• [Your objective]: Once you find the line containing "both the progressive" in the data below, copy it and each following line exactly, up to and including the line containing "pub struct SuperstepResult", and nothing else.

•••

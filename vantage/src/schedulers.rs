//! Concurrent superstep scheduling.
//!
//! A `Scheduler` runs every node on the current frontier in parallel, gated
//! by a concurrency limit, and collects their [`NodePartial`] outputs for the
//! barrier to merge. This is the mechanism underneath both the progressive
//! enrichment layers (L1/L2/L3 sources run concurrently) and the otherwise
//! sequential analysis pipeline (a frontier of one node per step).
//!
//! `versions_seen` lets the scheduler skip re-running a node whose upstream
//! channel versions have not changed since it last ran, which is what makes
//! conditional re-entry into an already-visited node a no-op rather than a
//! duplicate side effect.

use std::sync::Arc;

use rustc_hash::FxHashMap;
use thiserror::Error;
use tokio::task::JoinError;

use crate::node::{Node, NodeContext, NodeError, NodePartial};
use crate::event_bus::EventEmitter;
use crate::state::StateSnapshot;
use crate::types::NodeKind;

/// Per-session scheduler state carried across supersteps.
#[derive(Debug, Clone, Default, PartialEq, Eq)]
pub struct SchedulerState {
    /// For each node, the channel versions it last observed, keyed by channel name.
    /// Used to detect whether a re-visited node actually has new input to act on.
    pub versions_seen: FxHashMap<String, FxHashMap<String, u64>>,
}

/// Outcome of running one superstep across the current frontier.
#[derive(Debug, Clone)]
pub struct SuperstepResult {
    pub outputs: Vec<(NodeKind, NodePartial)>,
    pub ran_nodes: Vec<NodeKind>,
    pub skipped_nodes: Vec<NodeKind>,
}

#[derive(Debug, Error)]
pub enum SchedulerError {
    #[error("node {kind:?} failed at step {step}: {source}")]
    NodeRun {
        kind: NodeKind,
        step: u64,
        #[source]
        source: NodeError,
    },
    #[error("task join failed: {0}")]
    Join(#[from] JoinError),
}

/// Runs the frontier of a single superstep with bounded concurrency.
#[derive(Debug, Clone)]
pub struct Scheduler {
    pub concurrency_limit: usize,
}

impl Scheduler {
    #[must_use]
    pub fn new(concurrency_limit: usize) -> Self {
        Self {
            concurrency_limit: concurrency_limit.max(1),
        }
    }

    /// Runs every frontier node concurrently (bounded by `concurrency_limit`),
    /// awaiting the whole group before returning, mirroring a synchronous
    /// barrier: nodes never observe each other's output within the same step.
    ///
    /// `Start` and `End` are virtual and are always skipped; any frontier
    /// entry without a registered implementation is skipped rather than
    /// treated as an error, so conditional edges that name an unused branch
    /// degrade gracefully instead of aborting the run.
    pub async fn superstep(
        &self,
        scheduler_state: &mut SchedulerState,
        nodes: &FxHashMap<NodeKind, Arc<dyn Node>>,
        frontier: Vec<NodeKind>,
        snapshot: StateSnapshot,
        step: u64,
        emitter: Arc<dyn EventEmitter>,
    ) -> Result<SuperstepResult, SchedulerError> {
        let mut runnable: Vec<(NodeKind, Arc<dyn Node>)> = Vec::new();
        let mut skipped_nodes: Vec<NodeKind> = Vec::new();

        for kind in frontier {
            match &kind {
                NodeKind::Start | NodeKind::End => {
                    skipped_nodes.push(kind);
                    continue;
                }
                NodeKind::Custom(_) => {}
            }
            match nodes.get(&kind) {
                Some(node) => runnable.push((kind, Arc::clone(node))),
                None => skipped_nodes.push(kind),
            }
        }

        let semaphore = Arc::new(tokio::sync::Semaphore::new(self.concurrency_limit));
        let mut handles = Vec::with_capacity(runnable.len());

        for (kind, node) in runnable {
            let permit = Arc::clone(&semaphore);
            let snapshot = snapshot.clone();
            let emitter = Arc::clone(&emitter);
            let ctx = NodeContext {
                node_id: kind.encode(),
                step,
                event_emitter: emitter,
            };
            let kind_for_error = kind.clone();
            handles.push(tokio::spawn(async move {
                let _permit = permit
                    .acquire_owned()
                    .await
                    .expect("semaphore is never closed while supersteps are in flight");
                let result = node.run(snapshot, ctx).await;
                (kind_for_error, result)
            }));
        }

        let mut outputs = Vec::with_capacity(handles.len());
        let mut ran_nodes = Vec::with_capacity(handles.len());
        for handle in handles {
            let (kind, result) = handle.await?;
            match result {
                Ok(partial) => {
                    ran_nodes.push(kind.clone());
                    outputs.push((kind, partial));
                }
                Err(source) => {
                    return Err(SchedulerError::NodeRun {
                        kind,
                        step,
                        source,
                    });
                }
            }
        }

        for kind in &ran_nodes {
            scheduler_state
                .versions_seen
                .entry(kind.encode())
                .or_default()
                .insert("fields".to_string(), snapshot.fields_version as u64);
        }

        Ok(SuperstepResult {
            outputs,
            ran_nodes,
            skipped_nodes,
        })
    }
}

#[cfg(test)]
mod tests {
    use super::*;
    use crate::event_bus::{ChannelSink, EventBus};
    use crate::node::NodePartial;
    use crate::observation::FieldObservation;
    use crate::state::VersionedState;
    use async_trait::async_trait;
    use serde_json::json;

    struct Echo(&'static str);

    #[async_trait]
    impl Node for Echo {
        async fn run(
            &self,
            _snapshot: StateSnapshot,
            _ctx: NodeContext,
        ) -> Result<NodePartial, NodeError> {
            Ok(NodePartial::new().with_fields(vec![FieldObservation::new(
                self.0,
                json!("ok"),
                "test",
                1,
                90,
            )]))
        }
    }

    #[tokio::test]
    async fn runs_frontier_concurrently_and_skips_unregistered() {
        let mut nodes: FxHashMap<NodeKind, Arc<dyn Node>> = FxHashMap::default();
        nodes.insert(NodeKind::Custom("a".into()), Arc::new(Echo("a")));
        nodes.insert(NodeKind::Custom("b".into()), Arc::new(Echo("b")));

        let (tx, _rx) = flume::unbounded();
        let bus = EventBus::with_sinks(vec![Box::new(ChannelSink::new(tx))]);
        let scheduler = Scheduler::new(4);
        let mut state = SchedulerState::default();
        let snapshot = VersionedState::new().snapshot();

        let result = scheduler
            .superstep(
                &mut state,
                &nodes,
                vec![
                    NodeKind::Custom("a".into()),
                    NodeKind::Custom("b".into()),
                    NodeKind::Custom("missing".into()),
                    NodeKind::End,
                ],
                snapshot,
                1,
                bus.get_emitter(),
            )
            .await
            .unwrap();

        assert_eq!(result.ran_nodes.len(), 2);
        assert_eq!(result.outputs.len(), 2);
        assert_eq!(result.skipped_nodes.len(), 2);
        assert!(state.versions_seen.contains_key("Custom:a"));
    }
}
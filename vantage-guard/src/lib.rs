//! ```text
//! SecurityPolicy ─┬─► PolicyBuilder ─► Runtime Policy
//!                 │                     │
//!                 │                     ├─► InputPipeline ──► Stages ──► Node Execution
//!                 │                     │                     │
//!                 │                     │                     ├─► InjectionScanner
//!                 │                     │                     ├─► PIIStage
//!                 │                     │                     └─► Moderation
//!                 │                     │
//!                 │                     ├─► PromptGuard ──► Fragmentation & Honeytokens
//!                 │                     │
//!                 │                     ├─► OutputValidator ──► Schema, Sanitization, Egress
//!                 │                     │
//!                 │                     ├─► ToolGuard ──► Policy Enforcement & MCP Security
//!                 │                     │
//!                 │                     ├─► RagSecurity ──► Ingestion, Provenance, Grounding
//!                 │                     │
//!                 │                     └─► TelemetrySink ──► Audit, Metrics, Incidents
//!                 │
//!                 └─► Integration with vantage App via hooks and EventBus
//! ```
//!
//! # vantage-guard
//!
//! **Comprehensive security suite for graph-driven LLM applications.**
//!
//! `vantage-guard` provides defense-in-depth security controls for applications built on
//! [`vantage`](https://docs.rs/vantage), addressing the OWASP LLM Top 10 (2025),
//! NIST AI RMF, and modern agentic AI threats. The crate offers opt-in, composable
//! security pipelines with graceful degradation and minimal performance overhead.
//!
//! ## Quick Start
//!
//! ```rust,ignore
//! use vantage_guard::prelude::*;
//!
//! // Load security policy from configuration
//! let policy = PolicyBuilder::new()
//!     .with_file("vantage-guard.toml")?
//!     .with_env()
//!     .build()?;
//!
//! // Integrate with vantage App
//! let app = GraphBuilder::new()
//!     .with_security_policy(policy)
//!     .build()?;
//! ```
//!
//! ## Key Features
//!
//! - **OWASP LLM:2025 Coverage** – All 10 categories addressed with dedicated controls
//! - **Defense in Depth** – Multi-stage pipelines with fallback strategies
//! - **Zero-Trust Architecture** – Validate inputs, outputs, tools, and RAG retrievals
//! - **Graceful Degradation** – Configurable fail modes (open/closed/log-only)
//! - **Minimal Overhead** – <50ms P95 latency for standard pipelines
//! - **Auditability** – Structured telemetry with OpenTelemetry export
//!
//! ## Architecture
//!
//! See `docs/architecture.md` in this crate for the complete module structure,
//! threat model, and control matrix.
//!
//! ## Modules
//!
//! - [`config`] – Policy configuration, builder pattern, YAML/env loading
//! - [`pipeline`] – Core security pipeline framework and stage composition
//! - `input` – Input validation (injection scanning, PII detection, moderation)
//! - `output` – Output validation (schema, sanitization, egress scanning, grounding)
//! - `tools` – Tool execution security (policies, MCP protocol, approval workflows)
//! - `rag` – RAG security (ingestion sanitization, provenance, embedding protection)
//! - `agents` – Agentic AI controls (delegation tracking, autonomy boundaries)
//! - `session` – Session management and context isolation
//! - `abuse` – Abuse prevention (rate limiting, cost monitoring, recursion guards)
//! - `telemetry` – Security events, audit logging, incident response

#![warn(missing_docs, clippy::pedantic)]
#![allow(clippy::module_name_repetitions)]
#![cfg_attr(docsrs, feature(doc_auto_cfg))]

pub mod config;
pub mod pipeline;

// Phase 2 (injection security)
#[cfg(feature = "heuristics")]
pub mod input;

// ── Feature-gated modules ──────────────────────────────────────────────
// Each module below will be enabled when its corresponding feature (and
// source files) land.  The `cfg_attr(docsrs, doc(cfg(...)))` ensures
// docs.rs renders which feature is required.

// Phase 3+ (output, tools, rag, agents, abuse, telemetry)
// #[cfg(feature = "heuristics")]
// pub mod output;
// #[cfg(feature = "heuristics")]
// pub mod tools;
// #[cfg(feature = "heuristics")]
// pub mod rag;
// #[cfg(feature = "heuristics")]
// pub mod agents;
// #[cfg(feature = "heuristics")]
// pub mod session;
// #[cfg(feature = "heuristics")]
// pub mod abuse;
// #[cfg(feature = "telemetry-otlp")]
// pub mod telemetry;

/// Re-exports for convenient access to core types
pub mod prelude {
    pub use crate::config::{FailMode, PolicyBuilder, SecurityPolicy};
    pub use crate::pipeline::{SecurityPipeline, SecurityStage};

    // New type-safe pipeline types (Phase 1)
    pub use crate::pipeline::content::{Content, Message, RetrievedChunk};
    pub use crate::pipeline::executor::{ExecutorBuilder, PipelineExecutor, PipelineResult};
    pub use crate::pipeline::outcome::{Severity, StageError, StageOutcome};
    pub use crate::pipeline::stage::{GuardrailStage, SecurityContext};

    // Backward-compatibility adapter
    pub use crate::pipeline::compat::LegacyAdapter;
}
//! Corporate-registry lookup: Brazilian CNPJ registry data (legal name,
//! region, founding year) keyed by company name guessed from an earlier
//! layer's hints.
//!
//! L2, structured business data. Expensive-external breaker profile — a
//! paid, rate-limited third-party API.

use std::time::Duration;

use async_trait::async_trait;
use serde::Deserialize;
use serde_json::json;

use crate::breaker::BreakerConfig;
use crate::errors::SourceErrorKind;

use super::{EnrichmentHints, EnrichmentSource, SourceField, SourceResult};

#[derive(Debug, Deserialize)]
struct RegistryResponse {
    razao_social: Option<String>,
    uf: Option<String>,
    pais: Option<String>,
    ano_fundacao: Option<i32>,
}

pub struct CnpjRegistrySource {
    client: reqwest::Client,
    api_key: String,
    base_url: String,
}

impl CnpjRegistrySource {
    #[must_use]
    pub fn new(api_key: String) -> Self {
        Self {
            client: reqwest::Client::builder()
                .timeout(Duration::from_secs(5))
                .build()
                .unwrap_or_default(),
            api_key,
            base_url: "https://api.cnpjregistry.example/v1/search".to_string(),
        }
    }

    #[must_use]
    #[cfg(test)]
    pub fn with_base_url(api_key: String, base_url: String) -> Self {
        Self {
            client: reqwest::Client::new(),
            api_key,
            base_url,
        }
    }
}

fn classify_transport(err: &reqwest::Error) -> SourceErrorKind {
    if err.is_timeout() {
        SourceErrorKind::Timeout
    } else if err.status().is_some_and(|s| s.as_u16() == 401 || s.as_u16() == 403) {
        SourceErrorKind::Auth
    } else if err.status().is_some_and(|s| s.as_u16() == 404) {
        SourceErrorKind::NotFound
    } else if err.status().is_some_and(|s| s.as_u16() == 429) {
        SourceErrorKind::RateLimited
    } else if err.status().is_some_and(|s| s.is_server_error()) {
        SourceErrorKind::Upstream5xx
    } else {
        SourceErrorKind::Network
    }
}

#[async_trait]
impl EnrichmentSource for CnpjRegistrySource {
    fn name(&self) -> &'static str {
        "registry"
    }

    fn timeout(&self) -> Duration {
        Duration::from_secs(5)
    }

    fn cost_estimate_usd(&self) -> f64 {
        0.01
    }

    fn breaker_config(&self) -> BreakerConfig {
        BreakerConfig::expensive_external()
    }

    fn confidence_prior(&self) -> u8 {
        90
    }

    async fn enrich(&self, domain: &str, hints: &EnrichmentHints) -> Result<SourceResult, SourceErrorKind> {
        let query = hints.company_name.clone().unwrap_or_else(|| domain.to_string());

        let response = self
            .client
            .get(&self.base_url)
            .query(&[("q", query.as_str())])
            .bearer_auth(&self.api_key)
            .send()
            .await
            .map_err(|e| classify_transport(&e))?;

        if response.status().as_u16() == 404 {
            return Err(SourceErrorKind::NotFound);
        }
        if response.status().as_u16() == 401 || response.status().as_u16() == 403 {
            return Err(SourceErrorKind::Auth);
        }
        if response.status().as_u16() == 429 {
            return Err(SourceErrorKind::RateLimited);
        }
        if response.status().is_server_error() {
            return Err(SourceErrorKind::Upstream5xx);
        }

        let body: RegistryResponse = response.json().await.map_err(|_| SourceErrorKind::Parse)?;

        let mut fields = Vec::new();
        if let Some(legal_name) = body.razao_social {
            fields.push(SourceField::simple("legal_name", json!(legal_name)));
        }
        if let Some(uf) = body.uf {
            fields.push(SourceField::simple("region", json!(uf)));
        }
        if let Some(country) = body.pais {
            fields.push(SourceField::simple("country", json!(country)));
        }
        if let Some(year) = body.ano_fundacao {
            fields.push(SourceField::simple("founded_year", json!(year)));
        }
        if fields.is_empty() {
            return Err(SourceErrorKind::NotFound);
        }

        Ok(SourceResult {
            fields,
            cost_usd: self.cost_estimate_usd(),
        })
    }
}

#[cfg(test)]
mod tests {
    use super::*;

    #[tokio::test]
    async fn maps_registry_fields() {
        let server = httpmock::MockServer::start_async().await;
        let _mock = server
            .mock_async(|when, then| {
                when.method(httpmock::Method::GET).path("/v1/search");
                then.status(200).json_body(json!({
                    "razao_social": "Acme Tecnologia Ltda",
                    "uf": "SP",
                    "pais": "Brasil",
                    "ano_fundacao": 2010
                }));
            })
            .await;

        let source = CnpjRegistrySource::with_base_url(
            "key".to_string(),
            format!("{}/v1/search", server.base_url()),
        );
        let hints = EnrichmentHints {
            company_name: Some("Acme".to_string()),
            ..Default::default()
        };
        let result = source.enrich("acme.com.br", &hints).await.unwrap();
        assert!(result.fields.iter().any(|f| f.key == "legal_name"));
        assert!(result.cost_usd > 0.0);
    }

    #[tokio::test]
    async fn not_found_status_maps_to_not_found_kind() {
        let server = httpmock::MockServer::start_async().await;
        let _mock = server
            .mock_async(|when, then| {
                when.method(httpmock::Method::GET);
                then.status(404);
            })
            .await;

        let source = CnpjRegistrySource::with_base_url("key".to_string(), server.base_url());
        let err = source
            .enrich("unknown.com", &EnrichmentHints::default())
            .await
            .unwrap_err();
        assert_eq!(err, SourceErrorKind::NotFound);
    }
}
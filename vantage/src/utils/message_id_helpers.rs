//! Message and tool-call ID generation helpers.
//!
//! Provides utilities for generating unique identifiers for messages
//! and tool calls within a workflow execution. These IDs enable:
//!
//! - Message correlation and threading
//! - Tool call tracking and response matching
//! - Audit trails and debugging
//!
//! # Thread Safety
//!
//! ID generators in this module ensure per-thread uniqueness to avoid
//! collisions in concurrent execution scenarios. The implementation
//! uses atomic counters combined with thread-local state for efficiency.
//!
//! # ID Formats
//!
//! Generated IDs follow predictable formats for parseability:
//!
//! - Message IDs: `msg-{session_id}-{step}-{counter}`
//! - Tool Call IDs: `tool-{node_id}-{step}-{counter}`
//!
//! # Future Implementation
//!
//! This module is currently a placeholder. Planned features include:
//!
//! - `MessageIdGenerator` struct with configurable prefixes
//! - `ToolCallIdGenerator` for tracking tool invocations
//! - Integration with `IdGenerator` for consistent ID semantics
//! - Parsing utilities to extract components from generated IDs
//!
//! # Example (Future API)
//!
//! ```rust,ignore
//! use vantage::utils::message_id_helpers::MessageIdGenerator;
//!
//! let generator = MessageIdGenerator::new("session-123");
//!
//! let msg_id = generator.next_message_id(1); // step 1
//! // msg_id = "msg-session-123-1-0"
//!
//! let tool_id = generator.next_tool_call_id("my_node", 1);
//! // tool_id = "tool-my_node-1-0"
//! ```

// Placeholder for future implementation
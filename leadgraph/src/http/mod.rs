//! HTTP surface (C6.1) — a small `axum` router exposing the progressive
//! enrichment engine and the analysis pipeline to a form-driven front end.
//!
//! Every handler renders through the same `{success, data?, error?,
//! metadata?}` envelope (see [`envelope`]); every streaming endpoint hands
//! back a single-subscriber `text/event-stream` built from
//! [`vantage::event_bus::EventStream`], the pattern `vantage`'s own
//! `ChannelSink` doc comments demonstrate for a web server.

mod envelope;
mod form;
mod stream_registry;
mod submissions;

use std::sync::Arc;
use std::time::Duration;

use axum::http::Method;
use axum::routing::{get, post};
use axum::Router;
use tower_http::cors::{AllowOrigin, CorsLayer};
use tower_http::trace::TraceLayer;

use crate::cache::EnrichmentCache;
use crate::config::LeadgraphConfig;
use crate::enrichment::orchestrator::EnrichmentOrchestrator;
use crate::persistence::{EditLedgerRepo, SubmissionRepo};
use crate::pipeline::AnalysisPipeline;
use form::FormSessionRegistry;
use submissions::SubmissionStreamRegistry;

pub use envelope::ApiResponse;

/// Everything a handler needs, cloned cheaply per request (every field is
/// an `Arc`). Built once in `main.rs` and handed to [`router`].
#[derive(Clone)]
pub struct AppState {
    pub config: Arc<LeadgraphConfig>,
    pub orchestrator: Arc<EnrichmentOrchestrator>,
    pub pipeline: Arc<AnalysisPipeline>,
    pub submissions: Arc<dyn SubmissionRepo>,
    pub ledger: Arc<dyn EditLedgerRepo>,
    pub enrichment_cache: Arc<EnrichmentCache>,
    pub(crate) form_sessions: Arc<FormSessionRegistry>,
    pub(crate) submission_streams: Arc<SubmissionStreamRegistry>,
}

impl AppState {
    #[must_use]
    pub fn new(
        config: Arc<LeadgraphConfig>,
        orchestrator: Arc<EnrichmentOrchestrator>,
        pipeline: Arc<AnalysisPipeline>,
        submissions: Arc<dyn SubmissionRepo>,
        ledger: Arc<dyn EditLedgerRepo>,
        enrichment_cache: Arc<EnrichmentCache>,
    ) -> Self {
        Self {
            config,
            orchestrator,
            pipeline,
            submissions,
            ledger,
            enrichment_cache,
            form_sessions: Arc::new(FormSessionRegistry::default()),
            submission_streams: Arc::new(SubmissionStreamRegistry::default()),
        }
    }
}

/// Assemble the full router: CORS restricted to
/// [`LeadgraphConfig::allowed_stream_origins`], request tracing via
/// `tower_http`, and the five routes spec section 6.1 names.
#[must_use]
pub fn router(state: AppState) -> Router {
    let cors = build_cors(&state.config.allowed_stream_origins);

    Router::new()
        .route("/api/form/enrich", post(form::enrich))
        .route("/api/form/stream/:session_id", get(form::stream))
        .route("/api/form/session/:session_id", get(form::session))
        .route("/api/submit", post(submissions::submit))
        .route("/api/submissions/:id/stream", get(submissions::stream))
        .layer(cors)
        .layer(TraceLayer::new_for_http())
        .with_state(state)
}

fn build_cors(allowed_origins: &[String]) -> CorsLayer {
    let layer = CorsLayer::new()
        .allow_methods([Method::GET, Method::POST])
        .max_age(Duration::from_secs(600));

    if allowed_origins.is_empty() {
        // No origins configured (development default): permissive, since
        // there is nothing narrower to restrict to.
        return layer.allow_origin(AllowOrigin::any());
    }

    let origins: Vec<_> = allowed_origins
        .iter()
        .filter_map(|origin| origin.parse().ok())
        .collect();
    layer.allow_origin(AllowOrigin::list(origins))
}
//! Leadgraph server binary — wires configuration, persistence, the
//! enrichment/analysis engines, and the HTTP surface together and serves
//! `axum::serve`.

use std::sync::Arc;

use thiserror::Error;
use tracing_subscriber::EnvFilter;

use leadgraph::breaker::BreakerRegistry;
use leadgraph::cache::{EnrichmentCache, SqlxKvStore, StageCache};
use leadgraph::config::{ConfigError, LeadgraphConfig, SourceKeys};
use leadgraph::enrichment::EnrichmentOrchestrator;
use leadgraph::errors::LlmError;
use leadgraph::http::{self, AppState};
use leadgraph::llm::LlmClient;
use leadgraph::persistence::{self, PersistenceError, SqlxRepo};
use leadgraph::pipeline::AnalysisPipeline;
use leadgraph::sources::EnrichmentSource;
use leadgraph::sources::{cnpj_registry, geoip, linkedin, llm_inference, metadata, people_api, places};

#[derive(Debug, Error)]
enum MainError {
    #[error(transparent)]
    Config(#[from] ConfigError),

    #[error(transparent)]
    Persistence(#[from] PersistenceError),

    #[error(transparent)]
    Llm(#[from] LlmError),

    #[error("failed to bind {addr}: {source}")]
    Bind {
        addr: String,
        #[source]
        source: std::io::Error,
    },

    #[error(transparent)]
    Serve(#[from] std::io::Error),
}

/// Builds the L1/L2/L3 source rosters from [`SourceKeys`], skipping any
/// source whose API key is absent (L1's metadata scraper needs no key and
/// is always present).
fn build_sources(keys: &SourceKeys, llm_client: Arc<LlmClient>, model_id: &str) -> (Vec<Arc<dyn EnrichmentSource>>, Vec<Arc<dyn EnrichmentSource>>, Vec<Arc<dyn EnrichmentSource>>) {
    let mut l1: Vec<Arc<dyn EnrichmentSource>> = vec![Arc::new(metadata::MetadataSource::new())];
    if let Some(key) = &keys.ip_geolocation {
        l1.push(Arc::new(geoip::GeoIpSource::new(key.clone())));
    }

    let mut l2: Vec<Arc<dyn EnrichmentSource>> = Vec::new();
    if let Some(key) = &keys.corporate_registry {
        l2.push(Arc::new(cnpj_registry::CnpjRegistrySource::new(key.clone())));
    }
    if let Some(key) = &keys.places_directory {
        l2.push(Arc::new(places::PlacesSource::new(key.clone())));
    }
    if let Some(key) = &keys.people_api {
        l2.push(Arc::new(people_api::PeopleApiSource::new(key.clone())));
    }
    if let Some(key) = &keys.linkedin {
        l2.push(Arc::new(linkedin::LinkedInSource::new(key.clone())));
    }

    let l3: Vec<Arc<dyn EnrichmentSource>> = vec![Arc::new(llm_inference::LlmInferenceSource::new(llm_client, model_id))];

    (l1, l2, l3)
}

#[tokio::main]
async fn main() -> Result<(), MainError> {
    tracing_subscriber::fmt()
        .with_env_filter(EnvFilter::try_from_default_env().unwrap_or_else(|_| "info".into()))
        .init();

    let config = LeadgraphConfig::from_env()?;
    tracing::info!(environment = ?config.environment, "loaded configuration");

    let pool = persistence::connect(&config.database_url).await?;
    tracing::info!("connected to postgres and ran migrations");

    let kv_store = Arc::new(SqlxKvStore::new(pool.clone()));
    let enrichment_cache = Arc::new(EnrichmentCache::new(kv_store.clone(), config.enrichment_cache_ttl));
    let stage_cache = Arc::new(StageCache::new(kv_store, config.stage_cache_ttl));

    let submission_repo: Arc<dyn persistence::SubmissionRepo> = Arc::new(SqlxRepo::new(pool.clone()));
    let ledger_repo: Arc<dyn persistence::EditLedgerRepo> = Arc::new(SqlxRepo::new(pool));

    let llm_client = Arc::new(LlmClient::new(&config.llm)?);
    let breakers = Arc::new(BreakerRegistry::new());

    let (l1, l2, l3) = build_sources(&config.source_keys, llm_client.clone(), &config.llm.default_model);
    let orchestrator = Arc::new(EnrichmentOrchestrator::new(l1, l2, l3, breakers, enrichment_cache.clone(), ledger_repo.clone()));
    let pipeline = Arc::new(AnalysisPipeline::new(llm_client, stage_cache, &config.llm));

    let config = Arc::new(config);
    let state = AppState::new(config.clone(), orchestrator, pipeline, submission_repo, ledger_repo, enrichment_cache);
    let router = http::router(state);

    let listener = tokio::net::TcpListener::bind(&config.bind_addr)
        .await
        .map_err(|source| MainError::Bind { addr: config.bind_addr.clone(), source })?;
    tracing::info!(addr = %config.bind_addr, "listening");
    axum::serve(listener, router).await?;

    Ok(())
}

•••

• [Solution for this task]:
//! barrier to merge. This is the mechanism underneath both the progressive
//! enrichment layers (L1/L2/L3 sources run concurrently) and the otherwise
//! sequential analysis pipeline (a frontier of one node per step).
//!
//! `versions_seen` lets the scheduler skip re-running a node whose upstream
//! channel versions have not changed since it last ran, which is what makes
//! conditional re-entry into an already-visited node a no-op rather than a
//! duplicate side effect.

use std::sync::Arc;

use rustc_hash::FxHashMap;
use thiserror::Error;
use tokio::task::JoinError;

use crate::node::{Node, NodeContext, NodeError, NodePartial};
use crate::event_bus::EventEmitter;
use crate::state::StateSnapshot;
use crate::types::NodeKind;

/// Per-session scheduler state carried across supersteps.
#[derive(Debug, Clone, Default, PartialEq, Eq)]
pub struct SchedulerState {
    /// For each node, the channel versions it last observed, keyed by channel name.
    /// Used to detect whether a re-visited node actually has new input to act on.
    pub versions_seen: FxHashMap<String, FxHashMap<String, u64>>,
}

/// Outcome of running one superstep across the current frontier.
#[derive(Debug, Clone)]
pub struct SuperstepResult {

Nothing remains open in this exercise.